A Dictator in the Swimming Pool
Barbet Schroeder's "General Idi Amin Dada: A Self-Portrait" (1974)
There is a kind of rhetorical statement, not very intelligent or inventive, but characteristic of our time, that proceeds by the listing of dictators. Hitler. Stalin. Mussolini. Typically, the list arrives as an attempt at drama, or maybe persuasion, as if names alone counted for argument. In their flattening of history, the loss of all proportion and context, such lists are obviously stupid. But they reflect, in interesting ways, a consensus about the past. Every society has its canon of heroes and villains; it is one of the most basic forms of history.
Mao gets occasional mention, on these American lists, and now and then you hear Pol Pot or Castro.

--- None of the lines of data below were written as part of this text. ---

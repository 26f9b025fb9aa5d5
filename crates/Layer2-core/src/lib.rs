//! plughub-core: Core Runtime for PlugHub
//!
//! Layer2 - 레지스트리/디스패처 구현 레이어
//!
//! # 주요 모듈
//!
//! - `host`: 배포된 플러그인 코드 저장소 (address → dyn PluginAction)
//! - `registry`: id → address 매핑, 소유자 게이트, 디스패치
//! - `plugins`: 내장 플러그인 (Arithmetic, Ledger)
//! - `service`: 서비스 인스턴스 조립 (HubService)
//!
//! # 사용 예시
//!
//! ```ignore
//! use plughub_core::{ArithmeticPlugin, HubService};
//! use plughub_foundation::HubConfig;
//! use std::sync::Arc;
//!
//! let service = HubService::new(HubConfig::default()).await?;
//! let owner = service.owner();
//!
//! // 플러그인 배포 후 등록
//! let plugin = ArithmeticPlugin::new(2, service.events().clone())?;
//! let addr = service.host().deploy(Arc::new(plugin)).await;
//! let id = service.registry().add_plugin(&owner, addr).await?;
//!
//! // 디스패치
//! let result = service.registry().execute_plugin(&owner, id, 5).await?;
//! assert_eq!(result, 10);
//! ```

// Core modules
pub mod host;
pub mod plugins;
pub mod registry;
pub mod service;

// Re-exports: Host
pub use host::PluginHost;

// Re-exports: Registry
pub use registry::PluginRegistry;

// Re-exports: Plugins
pub use plugins::{ArithmeticPlugin, LedgerPlugin, VaultRecord};

// Re-exports: Service
pub use service::HubService;
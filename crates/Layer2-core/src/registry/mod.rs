//! Plugin Registry - id → address 매핑과 디스패치
//!
//! 레지스트리는 플러그인 id를 등록 순서대로 조밀하게 할당하고, 등록된
//! 주소로 `execute_plugin` 호출을 전달합니다.
//!
//! ## 계약
//!
//! - 변경 연산(add/update/remove)은 소유자만 호출할 수 있습니다.
//! - id는 0부터 순차 할당되며 제거된 id는 재사용되지 않습니다.
//! - `get_plugin_count`는 누적 할당 수를 반환합니다 (살아있는 수가 아님).
//! - 주소 검증은 등록/교체 시점의 코드 존재 확인뿐입니다. 능력 인터페이스
//!   적합성은 검사하지 않으며, 부적합한 대상은 디스패치 시점에 실패합니다.
//! - 모든 연산은 검증을 먼저 마친 뒤 상태를 기록하므로, 실패한 연산은
//!   상태를 전혀 바꾸지 않습니다.
//! - 디스패치 중에는 레지스트리 잠금을 잡지 않습니다. 플러그인이 자기
//!   호출 중에 레지스트리로 재진입해도 교착 없이 동작합니다.

use crate::host::PluginHost;
use plughub_foundation::event::{registry as events, EventBus};
use plughub_foundation::{CallContext, Error, Identity, PluginAddress, PluginId, Result};
use std::collections::HashMap;
use std::sync::Arc;
use tokio::sync::RwLock;
use tracing::{debug, info, warn};

/// 디스패치 시 플러그인이 관찰하는 레지스트리 identity
const REGISTRY_IDENTITY: &str = "plugin-registry";

/// 레지스트리 테이블
///
/// 엔트리 맵과 누적 카운터는 하나의 잠금 아래에서 함께 변경됩니다.
struct RegistryTable {
    /// id → address (살아있는 엔트리만)
    entries: HashMap<PluginId, PluginAddress>,

    /// 지금까지 할당된 id 수 (제거해도 줄어들지 않음)
    assigned: u64,
}

/// 플러그인 레지스트리
///
/// 서비스 인스턴스마다 하나씩 생성되어 명시적으로 전달됩니다.
pub struct PluginRegistry {
    /// 변경 연산을 호출할 수 있는 유일한 주체 (생성 시 고정)
    owner: Identity,

    /// 디스패치 시 호출자로 관찰되는 레지스트리 자신의 identity
    identity: Identity,

    /// 배포된 코드 조회
    host: Arc<PluginHost>,

    /// 이벤트 버스
    events: Arc<EventBus>,

    /// 레지스트리 상태
    table: RwLock<RegistryTable>,
}

impl PluginRegistry {
    /// 새 레지스트리 생성
    ///
    /// 소유자는 생성 시 한 번 지정되며 이후 변경할 수 없습니다.
    pub fn new(owner: Identity, host: Arc<PluginHost>, events: Arc<EventBus>) -> Self {
        Self {
            owner,
            identity: Identity::new(REGISTRY_IDENTITY),
            host,
            events,
            table: RwLock::new(RegistryTable {
                entries: HashMap::new(),
                assigned: 0,
            }),
        }
    }

    /// 레지스트리 소유자
    pub fn owner(&self) -> &Identity {
        &self.owner
    }

    /// 레지스트리 자신의 identity (디스패치 호출자)
    pub fn identity(&self) -> &Identity {
        &self.identity
    }

    // ========================================================================
    // 변경 연산 (소유자 전용)
    // ========================================================================

    /// 플러그인 등록
    ///
    /// 다음 순차 id를 할당하고 엔트리를 저장합니다. 성공 시
    /// `plugin.added` 이벤트를 발행하고 새 id를 반환합니다.
    pub async fn add_plugin(&self, caller: &Identity, address: PluginAddress) -> Result<PluginId> {
        self.ensure_owner(caller)?;
        self.validate_address(address).await?;

        let id = {
            let mut table = self.table.write().await;
            let id = PluginId(table.assigned);
            table.assigned += 1;
            table.entries.insert(id, address);
            id
        };

        info!(id = %id, address = %address, "Registered plugin");
        self.events.publish(events::plugin_added(id, address)).await;

        Ok(id)
    }

    /// 플러그인 교체
    ///
    /// id는 그대로 두고 저장된 주소만 바꿉니다.
    pub async fn update_plugin(
        &self,
        caller: &Identity,
        id: PluginId,
        new_address: PluginAddress,
    ) -> Result<()> {
        self.ensure_owner(caller)?;

        let old_address = {
            let mut table = self.table.write().await;

            let Some(&old_address) = table.entries.get(&id) else {
                return Err(Error::not_found(id.to_string()));
            };

            if new_address.is_null() {
                return Err(Error::InvalidAddress);
            }
            if !self.host.has_code(new_address).await {
                return Err(Error::InvalidPlugin {
                    address: new_address,
                });
            }

            table.entries.insert(id, new_address);
            old_address
        };

        info!(id = %id, old = %old_address, new = %new_address, "Updated plugin");
        self.events
            .publish(events::plugin_updated(id, old_address, new_address))
            .await;

        Ok(())
    }

    /// 플러그인 제거
    ///
    /// 엔트리를 지웁니다. id는 이후 조회에서 "없음"이 되며 다시
    /// 할당되지 않습니다.
    pub async fn remove_plugin(&self, caller: &Identity, id: PluginId) -> Result<()> {
        self.ensure_owner(caller)?;

        {
            let mut table = self.table.write().await;
            if table.entries.remove(&id).is_none() {
                return Err(Error::not_found(id.to_string()));
            }
        }

        info!(id = %id, "Removed plugin");
        self.events.publish(events::plugin_removed(id)).await;

        Ok(())
    }

    // ========================================================================
    // 디스패치 (모든 호출자 허용)
    // ========================================================================

    /// 플러그인 실행
    ///
    /// id로 플러그인을 찾아 `perform_action(input)`을 전달합니다.
    /// 플러그인의 실패는 변환 없이 그대로 전파됩니다. 성공 시
    /// `plugin.executed` 이벤트를 발행하고 결과를 반환합니다.
    pub async fn execute_plugin(
        &self,
        caller: &Identity,
        id: PluginId,
        input: i64,
    ) -> Result<i64> {
        // 조회는 읽기 잠금으로만. 플러그인 호출 동안에는 잠금을 잡지
        // 않으므로 재진입 호출이 교착하지 않는다.
        let address = {
            let table = self.table.read().await;
            table.entries.get(&id).copied()
        }
        .ok_or_else(|| Error::not_found(id.to_string()))?;

        // 등록 이후 코드가 사라졌을 수 있다 (등록 시점 검증만 하는
        // 약한 검사의 수용된 위험)
        let plugin = self
            .host
            .resolve(address)
            .await
            .ok_or(Error::InvalidPlugin { address })?;

        debug!(
            id = %id,
            plugin = plugin.name(),
            caller = %caller,
            input,
            "Dispatching plugin call"
        );

        let ctx = CallContext::new(self.identity.clone());
        let result = plugin.perform_action(&ctx, input).await?;

        info!(id = %id, input, result, "Plugin executed");
        self.events
            .publish(events::plugin_executed(id, input, result))
            .await;

        Ok(result)
    }

    // ========================================================================
    // 조회 (실패 없음)
    // ========================================================================

    /// 플러그인 주소 조회
    ///
    /// 없는 id는 null 주소를 반환합니다.
    pub async fn get_plugin_address(&self, id: PluginId) -> PluginAddress {
        let table = self.table.read().await;
        table
            .entries
            .get(&id)
            .copied()
            .unwrap_or(PluginAddress::NULL)
    }

    /// 누적 할당 카운터
    ///
    /// 지금까지 `add_plugin`이 성공한 횟수입니다. 제거는 이 값을
    /// 줄이지 않습니다.
    pub async fn get_plugin_count(&self) -> u64 {
        self.table.read().await.assigned
    }

    // ========================================================================
    // 내부 헬퍼
    // ========================================================================

    fn ensure_owner(&self, caller: &Identity) -> Result<()> {
        if caller != &self.owner {
            warn!(caller = %caller, "Rejected registry mutation from non-owner");
            return Err(Error::unauthorized(caller.as_str()));
        }
        Ok(())
    }

    async fn validate_address(&self, address: PluginAddress) -> Result<()> {
        if address.is_null() {
            return Err(Error::InvalidAddress);
        }
        if !self.host.has_code(address).await {
            return Err(Error::InvalidPlugin { address });
        }
        Ok(())
    }
}

impl std::fmt::Debug for PluginRegistry {
    fn fmt(&self, f: &mut std::fmt::Formatter<'_>) -> std::fmt::Result {
        f.debug_struct("PluginRegistry")
            .field("owner", &self.owner)
            .finish_non_exhaustive()
    }
}

// ============================================================================
// 테스트
// ============================================================================
//! Config - 통합 설정 관리
//!
//! 서비스 인스턴스 하나를 구성하는 데 필요한 모든 설정 (HubConfig)

use crate::event::EventBusConfig;
use crate::{Error, Result};
use serde::{Deserialize, Serialize};
use std::path::{Path, PathBuf};

/// 설정 파일명
pub const HUB_CONFIG_FILE: &str = "plughub.toml";

// ============================================================================
// Hub Config (통합)
// ============================================================================

/// PlugHub 통합 설정
///
/// 파일에서 로드하거나 코드에서 직접 구성할 수 있습니다.
#[derive(Debug, Clone, Serialize, Deserialize)]
#[serde(default)]
pub struct HubConfig {
    /// 레지스트리 소유자 identity
    ///
    /// 등록/교체/제거 연산은 이 주체만 호출할 수 있습니다.
    pub owner: String,

    /// 이벤트 채널 설정
    pub events: EventChannelConfig,

    /// 감사 로그 설정
    pub audit: AuditConfig,
}

impl Default for HubConfig {
    fn default() -> Self {
        Self {
            owner: "owner".to_string(),
            events: EventChannelConfig::default(),
            audit: AuditConfig::default(),
        }
    }
}

impl HubConfig {
    pub fn new() -> Self {
        Self::default()
    }

    /// 파일에서 로드
    pub fn load_from(path: impl AsRef<Path>) -> Result<Self> {
        let raw = std::fs::read_to_string(path.as_ref())?;
        toml::from_str(&raw).map_err(|e| Error::InvalidConfig(e.to_string()))
    }
}

// ============================================================================
// Event Channel Config
// ============================================================================

/// 이벤트 채널 설정
#[derive(Debug, Clone, Serialize, Deserialize)]
#[serde(default)]
pub struct EventChannelConfig {
    /// 브로드캐스트 채널 용량
    pub channel_capacity: usize,

    /// 이벤트 히스토리 보관 개수
    pub history_size: usize,

    /// 디버그 모드 (모든 이벤트 로깅)
    pub debug_mode: bool,
}

impl Default for EventChannelConfig {
    fn default() -> Self {
        let bus = EventBusConfig::default();
        Self {
            channel_capacity: bus.channel_capacity,
            history_size: bus.history_size,
            debug_mode: bus.debug_mode,
        }
    }
}

impl From<&EventChannelConfig> for EventBusConfig {
    fn from(config: &EventChannelConfig) -> Self {
        Self {
            channel_capacity: config.channel_capacity,
            history_size: config.history_size,
            debug_mode: config.debug_mode,
        }
    }
}

// ============================================================================
// Audit Config
// ============================================================================

/// 감사 로그 설정
#[derive(Debug, Clone, Serialize, Deserialize)]
#[serde(default)]
pub struct AuditConfig {
    /// 감사 로그 활성화 여부
    pub enabled: bool,

    /// 데이터베이스 경로 (":memory:"는 인메모리)
    pub db_path: PathBuf,
}

impl Default for AuditConfig {
    fn default() -> Self {
        let db_path = dirs::data_local_dir()
            .unwrap_or_else(|| PathBuf::from("."))
            .join("plughub")
            .join("audit.db");

        Self {
            enabled: true,
            db_path,
        }
    }
}

// ============================================================================
// 테스트
// ============================================================================

#[cfg(test)]
mod tests {
    use super::*;
    use std::io::Write;

    #[test]
    fn test_default_config() {
        let config = HubConfig::default();
        assert_eq!(config.owner, "owner");
        assert!(config.audit.enabled);
        assert_eq!(config.events.channel_capacity, 1024);
    }

    #[test]
    fn test_load_from_toml() {
        let mut file = tempfile::NamedTempFile::new().unwrap();
        write!(
            file,
            r#"
owner = "alice"

[events]
history_size = 64

[audit]
enabled = false
"#
        )
        .unwrap();

        let config = HubConfig::load_from(file.path()).unwrap();
        assert_eq!(config.owner, "alice");
        assert_eq!(config.events.history_size, 64);
        // 생략된 필드는 기본값
        assert_eq!(config.events.channel_capacity, 1024);
        assert!(!config.audit.enabled);
    }

    #[test]
    fn test_load_from_invalid_toml() {
        let mut file = tempfile::NamedTempFile::new().unwrap();
        write!(file, "owner = [not valid").unwrap();

        let err = HubConfig::load_from(file.path()).unwrap_err();
        assert_eq!(err.kind(), "invalid_config");
    }
}
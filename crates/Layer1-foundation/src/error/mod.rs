//! Error types for PlugHub
//!
//! 모든 에러를 중앙에서 관리

use crate::core::PluginAddress;
use thiserror::Error;

/// Result type alias
pub type Result<T> = std::result::Result<T, Error>;

/// PlugHub 에러 타입
#[derive(Error, Debug)]
pub enum Error {
    // ========================================================================
    // 권한 관련
    // ========================================================================
    #[error("Unauthorized: caller '{caller}' is not the registry owner")]
    Unauthorized { caller: String },

    // ========================================================================
    // 레지스트리 관련
    // ========================================================================
    #[error("Invalid address: the null address cannot be registered")]
    InvalidAddress,

    #[error("Invalid plugin: no deployed code at {address}")]
    InvalidPlugin { address: PluginAddress },

    #[error("Not found: {0}")]
    NotFound(String),

    // ========================================================================
    // 설정 관련
    // ========================================================================
    #[error("Invalid config: {0}")]
    InvalidConfig(String),

    // ========================================================================
    // 플러그인 실행 관련
    // ========================================================================
    #[error("Plugin execution failed: {plugin} - {message}")]
    Execution { plugin: String, message: String },

    // ========================================================================
    // 외부 에러 변환
    // ========================================================================
    #[error("IO error: {0}")]
    Io(#[from] std::io::Error),

    #[error("JSON error: {0}")]
    Json(#[from] serde_json::Error),

    #[error("SQLite error: {0}")]
    Sqlite(#[from] rusqlite::Error),

    // ========================================================================
    // 기타
    // ========================================================================
    #[error("Internal error: {0}")]
    Internal(String),
}

impl Error {
    /// 에러 종류의 안정적인 문자열 태그
    ///
    /// 테스트와 감사 로그가 구체적인 실패 조건을 단언할 때 사용합니다.
    pub fn kind(&self) -> &'static str {
        match self {
            Error::Unauthorized { .. } => "unauthorized",
            Error::InvalidAddress => "invalid_address",
            Error::InvalidPlugin { .. } => "invalid_plugin",
            Error::NotFound(_) => "not_found",
            Error::InvalidConfig(_) => "invalid_config",
            Error::Execution { .. } => "execution",
            Error::Io(_) => "io",
            Error::Json(_) => "json",
            Error::Sqlite(_) => "sqlite",
            Error::Internal(_) => "internal",
        }
    }

    /// Unauthorized 에러 생성 헬퍼
    pub fn unauthorized(caller: impl Into<String>) -> Self {
        Error::Unauthorized {
            caller: caller.into(),
        }
    }

    /// NotFound 에러 생성 헬퍼
    pub fn not_found(what: impl Into<String>) -> Self {
        Error::NotFound(what.into())
    }

    /// 플러그인 실행 에러 생성 헬퍼
    pub fn execution(plugin: impl Into<String>, message: impl Into<String>) -> Self {
        Error::Execution {
            plugin: plugin.into(),
            message: message.into(),
        }
    }
}

// ============================================================================
// From 구현 (추가 변환)
// ============================================================================

impl From<String> for Error {
    fn from(s: String) -> Self {
        Error::Internal(s)
    }
}

impl From<&str> for Error {
    fn from(s: &str) -> Self {
        Error::Internal(s.to_string())
    }
}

One name might weigh against another: My sister overheard someone say of late, “Hitler? Pol Pot made Hitler look like a Girl Scout.” (Which passes, I guess, for wit.) But consider the names we do not add. For example, any native characters, like Jefferson Davis. African and Arab dictators, once prominent, have now all but dropped from view. You do not really hear Gaddafi, Hussein, Assad, let alone Mobutu. And no one, in my generation, seems to know General Idi Amin Dada, who just a few decades ago appeared to have secured, beyond most others, his rhetorical place.
Amin ruled Uganda from 1971 to 1979, coming to power by coup and losing grip when he decided to invade Tanzania, for reasons that are probably best described in Greek terms, as a deluded and grasping pleonexia. Within those eight years he managed to kill Ugandans on the order of hundreds of thousands. The number, as in all cases where the dead are left in rivers, for the crocodiles and to clog turbines, does not submit to real discovery. Nor did Amin ever face justice, if such a phrase is meaningful. When he fled the country, Saudi Arabia gave him refuge, as a member of Uganda’s Muslim minority. He lived out his elderly life there, with only the occasional reattempt at power, dying in 2003. Since then, as Andrew Rice reports, Uganda has moved on, with a politics of memory that mostly involves forgetting. The site of his crimes has become a tourist spot, as in a TripAdvisor review: “Highlights were the markets, the mosque, Idi Amin’s torture chambers, and a Ugandan lunch.”
I learned about Amin a few years ago from a movie called Mississippi Masala. Mira Nair directed the melodrama, which opens with the real history of Amin expelling 80,000 Asians from Uganda and seizing their property. The Asians (that’s how they were known; they were Indians who had come to Uganda under the aegis of the British Empire) were in many cases Ugandan citizens. Many were born in Uganda. A successful merchant class, they controlled an estimated 80 percent of the economy, which became the “reason” for their expulsion. Mississippi Masala is not an entirely serious film, seeing how its plot relies on two young lovers meeting by car crash. But Nair efficiently sketches the historical conflict: “Okelo, this is my home,” the Asian Ugandan says near the film’s opening. “Not anymore, Jay,” his friend replies. “Africa is for Africans. Black Africans.” Jay flees to America, and the film proceeds to tell a new story about race in the South. In her heavy-handed but moving way, Nair works through the curious place that third populations—those who do not fit neatly into the official “oppressor” or official “oppressed”—can have in both democracy and empire.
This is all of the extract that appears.